Start of Block

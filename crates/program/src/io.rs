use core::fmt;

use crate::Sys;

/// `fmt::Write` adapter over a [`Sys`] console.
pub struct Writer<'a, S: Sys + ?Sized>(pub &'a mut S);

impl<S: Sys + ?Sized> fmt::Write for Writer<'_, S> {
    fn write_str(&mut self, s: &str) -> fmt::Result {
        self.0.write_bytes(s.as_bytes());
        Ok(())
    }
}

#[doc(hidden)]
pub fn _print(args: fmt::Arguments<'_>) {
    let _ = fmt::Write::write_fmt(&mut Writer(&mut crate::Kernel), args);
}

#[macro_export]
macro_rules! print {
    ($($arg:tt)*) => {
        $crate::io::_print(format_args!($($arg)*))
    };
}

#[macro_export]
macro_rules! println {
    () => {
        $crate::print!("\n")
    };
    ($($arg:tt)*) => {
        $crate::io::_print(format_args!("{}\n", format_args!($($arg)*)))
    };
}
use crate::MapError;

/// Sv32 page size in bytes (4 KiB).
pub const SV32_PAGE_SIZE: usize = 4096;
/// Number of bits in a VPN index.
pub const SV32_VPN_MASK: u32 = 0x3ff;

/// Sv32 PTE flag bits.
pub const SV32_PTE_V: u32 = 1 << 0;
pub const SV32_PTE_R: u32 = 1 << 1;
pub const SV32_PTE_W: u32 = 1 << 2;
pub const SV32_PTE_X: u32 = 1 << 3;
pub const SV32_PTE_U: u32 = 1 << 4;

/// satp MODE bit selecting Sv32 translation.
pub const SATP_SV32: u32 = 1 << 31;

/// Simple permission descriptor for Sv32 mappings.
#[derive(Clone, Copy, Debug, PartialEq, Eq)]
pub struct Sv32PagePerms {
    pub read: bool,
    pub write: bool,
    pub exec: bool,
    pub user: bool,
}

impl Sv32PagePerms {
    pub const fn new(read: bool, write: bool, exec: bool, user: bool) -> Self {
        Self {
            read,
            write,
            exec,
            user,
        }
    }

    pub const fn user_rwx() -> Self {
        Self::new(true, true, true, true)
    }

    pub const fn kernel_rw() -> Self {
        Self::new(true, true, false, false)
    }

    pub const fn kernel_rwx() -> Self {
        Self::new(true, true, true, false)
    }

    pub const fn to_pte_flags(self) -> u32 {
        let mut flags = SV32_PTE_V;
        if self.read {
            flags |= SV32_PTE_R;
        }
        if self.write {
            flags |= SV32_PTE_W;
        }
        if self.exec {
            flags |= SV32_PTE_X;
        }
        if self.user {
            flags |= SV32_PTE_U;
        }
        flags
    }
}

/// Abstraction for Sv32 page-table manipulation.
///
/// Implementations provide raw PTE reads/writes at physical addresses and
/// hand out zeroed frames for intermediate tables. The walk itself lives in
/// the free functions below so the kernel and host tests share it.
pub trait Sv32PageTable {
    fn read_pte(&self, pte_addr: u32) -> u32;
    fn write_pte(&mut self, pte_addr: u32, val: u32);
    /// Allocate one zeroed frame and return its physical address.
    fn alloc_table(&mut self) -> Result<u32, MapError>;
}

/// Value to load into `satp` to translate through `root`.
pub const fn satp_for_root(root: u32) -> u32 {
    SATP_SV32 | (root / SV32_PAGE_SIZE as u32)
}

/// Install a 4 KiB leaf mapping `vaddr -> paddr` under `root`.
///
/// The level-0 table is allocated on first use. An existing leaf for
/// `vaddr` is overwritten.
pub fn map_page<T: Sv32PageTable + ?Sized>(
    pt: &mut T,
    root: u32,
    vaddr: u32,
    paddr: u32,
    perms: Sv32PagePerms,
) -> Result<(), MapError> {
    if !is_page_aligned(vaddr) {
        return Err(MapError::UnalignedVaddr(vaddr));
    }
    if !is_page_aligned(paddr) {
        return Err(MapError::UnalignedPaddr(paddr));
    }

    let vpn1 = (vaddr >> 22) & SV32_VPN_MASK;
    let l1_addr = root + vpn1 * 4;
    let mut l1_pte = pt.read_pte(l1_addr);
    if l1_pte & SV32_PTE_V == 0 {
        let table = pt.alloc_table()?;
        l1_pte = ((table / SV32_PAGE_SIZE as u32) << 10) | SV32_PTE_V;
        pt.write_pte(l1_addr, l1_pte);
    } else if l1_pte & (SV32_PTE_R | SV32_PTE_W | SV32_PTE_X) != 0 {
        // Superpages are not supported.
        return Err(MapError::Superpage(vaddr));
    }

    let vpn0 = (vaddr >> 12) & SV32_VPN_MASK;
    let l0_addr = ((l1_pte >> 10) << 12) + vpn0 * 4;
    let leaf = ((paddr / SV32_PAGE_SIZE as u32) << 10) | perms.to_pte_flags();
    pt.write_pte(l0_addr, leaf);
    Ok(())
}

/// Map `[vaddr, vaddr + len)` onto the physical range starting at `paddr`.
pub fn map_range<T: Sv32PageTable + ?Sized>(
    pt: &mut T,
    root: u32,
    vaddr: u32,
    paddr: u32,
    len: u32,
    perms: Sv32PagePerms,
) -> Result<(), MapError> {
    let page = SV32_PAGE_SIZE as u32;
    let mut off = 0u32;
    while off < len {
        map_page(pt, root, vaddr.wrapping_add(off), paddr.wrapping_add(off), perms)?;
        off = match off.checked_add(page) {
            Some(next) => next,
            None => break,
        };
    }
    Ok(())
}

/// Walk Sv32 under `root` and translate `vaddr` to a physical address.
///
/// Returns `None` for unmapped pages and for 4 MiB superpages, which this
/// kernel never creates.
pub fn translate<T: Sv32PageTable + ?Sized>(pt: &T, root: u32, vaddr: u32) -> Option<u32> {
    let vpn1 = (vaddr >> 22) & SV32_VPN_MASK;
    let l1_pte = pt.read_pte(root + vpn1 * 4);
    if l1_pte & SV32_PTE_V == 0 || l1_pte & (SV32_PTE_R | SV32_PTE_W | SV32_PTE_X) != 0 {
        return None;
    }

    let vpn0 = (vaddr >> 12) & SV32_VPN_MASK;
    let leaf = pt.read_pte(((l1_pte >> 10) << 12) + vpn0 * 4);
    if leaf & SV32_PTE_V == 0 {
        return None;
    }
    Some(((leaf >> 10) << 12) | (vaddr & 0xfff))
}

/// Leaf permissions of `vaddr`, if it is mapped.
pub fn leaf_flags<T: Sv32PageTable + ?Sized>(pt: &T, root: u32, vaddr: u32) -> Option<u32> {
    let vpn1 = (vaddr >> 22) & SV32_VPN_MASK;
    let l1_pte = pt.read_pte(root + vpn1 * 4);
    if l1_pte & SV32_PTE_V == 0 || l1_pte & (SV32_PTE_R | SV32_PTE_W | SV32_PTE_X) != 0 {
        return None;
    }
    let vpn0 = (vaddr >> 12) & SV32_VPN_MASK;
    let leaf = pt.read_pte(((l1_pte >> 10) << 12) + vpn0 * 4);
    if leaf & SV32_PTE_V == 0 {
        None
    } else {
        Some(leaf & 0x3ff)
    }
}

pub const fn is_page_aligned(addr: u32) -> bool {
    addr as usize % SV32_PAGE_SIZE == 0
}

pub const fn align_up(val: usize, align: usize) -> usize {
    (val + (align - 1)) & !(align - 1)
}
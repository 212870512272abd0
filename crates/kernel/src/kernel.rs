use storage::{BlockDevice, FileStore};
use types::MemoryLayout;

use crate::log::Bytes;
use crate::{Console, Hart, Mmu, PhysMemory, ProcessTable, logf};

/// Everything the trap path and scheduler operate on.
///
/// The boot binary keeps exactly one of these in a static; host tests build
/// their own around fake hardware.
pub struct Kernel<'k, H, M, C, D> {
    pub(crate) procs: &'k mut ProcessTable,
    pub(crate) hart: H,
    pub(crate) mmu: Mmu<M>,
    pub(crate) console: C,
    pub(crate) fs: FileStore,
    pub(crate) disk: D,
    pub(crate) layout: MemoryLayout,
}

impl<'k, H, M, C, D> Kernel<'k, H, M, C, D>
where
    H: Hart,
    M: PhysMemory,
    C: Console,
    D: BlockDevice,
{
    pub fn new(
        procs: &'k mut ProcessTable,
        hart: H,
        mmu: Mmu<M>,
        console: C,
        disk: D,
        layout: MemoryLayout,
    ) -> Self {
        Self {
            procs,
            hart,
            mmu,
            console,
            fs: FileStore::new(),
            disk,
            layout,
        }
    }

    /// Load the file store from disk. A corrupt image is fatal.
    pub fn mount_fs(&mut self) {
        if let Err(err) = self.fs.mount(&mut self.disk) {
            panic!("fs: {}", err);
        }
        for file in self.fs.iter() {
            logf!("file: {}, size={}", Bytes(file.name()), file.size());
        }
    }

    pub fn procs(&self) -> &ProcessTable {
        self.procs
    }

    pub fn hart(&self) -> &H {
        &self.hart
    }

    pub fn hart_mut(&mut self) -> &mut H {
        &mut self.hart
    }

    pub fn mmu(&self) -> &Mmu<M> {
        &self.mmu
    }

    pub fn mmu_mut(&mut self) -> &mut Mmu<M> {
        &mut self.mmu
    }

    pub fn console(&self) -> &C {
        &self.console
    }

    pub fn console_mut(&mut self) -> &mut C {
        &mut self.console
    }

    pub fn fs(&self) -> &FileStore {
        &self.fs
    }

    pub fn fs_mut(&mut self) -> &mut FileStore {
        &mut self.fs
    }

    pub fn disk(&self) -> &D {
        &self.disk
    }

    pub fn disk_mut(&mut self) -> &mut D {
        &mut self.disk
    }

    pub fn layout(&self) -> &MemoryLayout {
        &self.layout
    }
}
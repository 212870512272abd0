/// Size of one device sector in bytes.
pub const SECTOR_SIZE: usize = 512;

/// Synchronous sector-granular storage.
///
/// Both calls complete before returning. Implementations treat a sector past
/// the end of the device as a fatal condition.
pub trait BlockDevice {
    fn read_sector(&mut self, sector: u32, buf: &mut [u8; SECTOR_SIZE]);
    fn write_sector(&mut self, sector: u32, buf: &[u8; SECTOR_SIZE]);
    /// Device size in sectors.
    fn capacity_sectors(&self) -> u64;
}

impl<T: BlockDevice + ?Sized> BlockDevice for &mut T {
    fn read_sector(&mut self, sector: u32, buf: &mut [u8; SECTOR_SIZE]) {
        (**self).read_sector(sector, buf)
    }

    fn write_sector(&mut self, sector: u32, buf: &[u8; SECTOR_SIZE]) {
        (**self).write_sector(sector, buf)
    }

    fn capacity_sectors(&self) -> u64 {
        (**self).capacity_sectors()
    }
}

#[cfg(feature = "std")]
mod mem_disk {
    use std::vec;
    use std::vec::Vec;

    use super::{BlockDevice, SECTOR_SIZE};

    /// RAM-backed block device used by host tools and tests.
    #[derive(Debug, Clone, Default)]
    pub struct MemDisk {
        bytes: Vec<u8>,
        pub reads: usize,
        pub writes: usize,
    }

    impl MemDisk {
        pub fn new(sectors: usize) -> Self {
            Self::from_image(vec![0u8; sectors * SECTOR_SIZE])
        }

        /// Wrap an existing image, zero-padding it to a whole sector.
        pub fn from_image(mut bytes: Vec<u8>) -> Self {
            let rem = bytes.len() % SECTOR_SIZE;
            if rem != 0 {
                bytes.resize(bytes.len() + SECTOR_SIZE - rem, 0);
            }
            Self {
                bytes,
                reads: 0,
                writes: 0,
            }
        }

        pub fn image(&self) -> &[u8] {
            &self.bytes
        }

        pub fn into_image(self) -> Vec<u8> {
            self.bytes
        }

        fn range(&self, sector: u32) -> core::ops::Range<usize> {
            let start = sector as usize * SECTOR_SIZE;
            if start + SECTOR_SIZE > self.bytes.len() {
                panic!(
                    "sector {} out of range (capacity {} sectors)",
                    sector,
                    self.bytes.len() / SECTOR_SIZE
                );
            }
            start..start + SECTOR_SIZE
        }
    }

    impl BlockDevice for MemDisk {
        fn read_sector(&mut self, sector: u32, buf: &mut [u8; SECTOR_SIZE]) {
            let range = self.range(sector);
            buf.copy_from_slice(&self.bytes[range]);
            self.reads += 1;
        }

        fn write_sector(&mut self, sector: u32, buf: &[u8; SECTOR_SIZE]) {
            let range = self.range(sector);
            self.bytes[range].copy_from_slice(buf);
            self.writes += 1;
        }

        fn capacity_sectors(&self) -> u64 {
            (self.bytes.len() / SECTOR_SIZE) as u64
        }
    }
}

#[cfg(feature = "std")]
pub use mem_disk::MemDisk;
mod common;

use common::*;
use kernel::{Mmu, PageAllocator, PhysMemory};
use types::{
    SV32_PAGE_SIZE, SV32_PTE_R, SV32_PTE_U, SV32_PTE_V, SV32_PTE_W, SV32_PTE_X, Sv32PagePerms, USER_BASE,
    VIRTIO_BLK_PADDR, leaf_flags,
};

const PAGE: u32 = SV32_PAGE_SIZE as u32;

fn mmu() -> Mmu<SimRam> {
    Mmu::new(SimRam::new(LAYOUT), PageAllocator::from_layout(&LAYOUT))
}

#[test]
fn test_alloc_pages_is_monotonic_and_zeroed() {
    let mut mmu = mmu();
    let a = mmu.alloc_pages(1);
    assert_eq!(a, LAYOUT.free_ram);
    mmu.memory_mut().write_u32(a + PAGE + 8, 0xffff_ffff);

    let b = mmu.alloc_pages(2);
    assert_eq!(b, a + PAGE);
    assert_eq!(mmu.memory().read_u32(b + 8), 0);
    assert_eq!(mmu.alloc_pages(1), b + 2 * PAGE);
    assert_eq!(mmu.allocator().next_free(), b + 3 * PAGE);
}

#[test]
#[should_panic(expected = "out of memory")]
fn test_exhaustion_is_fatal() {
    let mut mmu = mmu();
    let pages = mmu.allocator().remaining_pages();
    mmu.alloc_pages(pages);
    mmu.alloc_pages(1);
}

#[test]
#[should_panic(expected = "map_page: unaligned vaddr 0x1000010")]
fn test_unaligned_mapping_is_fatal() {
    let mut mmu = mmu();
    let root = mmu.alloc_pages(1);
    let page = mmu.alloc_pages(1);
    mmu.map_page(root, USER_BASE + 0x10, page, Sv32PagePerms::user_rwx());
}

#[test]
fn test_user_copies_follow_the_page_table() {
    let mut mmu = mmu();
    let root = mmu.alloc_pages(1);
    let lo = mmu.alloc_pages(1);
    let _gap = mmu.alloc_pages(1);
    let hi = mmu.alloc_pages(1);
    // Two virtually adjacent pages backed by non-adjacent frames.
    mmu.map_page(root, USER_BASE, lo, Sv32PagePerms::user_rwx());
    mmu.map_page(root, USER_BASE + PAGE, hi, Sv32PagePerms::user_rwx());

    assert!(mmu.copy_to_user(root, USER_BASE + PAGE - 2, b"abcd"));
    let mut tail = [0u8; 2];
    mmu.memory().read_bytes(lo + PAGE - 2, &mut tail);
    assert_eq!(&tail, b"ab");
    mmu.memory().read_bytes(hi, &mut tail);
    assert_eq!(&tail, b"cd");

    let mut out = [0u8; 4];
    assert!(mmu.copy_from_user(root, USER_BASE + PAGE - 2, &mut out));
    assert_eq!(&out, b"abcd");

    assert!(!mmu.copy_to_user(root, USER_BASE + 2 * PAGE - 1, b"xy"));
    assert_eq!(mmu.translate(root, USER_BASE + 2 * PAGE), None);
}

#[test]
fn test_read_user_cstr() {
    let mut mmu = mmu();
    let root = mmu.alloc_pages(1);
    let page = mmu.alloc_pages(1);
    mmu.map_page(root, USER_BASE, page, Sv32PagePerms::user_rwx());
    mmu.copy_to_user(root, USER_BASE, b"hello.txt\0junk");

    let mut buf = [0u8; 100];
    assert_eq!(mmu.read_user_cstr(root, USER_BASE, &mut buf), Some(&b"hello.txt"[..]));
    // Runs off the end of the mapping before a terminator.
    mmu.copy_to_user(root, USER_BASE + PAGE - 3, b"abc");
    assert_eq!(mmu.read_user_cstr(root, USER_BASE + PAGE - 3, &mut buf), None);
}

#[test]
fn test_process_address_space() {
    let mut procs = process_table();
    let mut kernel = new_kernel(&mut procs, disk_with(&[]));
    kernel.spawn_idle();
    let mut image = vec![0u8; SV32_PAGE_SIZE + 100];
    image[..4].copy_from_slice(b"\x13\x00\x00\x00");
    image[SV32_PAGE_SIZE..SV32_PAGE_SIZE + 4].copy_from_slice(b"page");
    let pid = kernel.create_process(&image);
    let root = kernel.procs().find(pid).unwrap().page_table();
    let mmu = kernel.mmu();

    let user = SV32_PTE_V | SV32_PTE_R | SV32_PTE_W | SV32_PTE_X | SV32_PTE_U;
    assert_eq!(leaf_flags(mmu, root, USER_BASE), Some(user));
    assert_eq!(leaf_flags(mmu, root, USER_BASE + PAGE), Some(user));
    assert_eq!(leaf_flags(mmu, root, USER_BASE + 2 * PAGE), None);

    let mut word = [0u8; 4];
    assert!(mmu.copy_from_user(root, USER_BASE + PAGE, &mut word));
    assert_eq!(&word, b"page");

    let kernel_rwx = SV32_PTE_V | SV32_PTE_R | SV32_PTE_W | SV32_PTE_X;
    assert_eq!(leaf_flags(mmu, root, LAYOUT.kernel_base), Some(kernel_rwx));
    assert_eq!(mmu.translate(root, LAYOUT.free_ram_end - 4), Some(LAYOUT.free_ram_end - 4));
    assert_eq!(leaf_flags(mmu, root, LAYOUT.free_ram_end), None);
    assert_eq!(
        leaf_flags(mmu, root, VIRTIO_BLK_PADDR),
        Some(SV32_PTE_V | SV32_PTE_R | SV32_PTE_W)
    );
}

End of Block

→ **Problem details**
Set every line down again exactly. Begin with the first line of the entries and finish with the line containing "fn write_str(&mut self, s: &str)".

→ **Exercise result**
filename crates/program/src/io.rs
use core::fmt;

use crate::Sys;

/// `fmt::Write` adapter over a [`Sys`] console.
pub struct Writer<'a, S: Sys + ?Sized>(pub &'a mut S);

impl<S: Sys + ?Sized> fmt::Write for Writer<'_, S> {
    fn write_str(&mut self, s: &str) -> fmt::Result {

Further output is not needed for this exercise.